[Stored dataset items]
──────────

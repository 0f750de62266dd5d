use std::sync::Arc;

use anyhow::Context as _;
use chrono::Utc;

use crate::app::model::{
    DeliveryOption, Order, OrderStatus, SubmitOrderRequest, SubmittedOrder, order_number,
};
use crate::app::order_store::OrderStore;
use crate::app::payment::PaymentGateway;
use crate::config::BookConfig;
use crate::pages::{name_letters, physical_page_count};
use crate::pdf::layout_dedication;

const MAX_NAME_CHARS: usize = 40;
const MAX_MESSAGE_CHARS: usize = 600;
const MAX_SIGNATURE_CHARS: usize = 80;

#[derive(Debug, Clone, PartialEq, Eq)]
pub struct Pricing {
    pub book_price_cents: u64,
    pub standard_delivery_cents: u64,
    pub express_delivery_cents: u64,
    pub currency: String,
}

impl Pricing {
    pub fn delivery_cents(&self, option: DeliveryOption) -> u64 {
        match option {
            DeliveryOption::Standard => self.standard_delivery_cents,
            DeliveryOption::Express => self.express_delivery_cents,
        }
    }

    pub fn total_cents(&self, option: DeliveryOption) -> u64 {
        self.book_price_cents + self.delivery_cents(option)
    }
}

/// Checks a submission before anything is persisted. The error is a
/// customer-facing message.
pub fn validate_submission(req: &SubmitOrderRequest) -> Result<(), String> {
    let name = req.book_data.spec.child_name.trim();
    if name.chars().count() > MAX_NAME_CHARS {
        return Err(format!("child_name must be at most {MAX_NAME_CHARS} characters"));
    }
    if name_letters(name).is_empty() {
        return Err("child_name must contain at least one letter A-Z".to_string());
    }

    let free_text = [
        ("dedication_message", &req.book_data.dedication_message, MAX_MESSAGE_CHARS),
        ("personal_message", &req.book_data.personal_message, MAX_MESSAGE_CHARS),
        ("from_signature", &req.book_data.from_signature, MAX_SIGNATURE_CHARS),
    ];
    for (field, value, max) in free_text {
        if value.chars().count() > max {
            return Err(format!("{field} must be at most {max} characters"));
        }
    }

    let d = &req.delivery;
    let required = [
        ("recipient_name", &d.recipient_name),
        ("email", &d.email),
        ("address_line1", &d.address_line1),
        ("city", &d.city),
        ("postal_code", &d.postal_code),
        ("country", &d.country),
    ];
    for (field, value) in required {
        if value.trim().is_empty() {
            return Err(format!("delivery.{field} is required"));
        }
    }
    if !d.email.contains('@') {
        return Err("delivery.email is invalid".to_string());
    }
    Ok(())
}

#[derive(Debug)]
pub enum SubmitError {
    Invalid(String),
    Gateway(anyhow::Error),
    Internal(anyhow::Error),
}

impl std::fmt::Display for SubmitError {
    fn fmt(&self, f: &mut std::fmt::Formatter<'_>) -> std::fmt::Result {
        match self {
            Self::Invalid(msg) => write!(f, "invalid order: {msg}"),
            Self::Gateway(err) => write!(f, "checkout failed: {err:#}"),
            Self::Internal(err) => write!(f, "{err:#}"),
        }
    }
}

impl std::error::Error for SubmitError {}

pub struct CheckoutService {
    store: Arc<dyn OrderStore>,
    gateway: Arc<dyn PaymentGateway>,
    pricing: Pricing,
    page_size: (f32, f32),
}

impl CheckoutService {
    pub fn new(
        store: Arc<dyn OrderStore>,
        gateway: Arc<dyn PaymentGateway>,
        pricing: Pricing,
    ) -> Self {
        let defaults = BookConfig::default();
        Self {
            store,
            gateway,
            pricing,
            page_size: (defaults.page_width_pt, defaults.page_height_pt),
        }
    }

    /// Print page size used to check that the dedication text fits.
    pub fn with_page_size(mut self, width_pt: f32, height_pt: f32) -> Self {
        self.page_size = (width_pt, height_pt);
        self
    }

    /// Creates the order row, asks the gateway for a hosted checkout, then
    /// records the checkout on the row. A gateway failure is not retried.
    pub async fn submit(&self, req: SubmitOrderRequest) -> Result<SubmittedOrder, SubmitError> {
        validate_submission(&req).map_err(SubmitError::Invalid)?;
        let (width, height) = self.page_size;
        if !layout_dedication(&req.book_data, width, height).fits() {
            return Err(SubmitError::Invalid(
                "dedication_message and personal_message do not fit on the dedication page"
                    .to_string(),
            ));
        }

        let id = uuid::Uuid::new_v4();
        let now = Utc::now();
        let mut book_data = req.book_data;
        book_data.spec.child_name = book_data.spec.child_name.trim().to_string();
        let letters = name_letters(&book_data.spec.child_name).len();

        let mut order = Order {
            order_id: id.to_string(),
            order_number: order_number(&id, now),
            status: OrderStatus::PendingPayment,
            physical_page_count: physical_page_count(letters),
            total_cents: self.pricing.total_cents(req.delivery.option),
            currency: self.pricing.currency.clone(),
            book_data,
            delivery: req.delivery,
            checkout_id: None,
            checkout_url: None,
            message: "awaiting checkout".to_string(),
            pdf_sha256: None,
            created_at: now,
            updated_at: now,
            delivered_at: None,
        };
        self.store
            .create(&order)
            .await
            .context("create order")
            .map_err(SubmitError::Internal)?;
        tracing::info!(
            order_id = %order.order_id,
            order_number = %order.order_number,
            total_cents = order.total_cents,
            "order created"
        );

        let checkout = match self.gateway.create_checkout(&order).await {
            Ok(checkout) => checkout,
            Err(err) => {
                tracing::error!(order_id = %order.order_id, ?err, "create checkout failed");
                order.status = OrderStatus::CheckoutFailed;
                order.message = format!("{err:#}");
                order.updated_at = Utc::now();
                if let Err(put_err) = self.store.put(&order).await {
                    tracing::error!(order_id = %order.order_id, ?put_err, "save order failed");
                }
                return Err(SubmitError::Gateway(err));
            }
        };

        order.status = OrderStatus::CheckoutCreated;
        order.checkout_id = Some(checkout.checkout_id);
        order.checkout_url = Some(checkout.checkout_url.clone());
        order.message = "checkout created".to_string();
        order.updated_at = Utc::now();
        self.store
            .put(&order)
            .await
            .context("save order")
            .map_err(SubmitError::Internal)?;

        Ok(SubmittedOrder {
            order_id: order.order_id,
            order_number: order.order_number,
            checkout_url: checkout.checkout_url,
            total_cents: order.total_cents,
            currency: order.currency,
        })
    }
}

──────────

▶ [EXERCISE PROMPT]: Read the data above. Pull out each line in which the string "save" appears.

▶ [ANSWER SECTION]:
                    tracing::error!(order_id = %order.order_id, ?put_err, "save order failed");
            .context("save order")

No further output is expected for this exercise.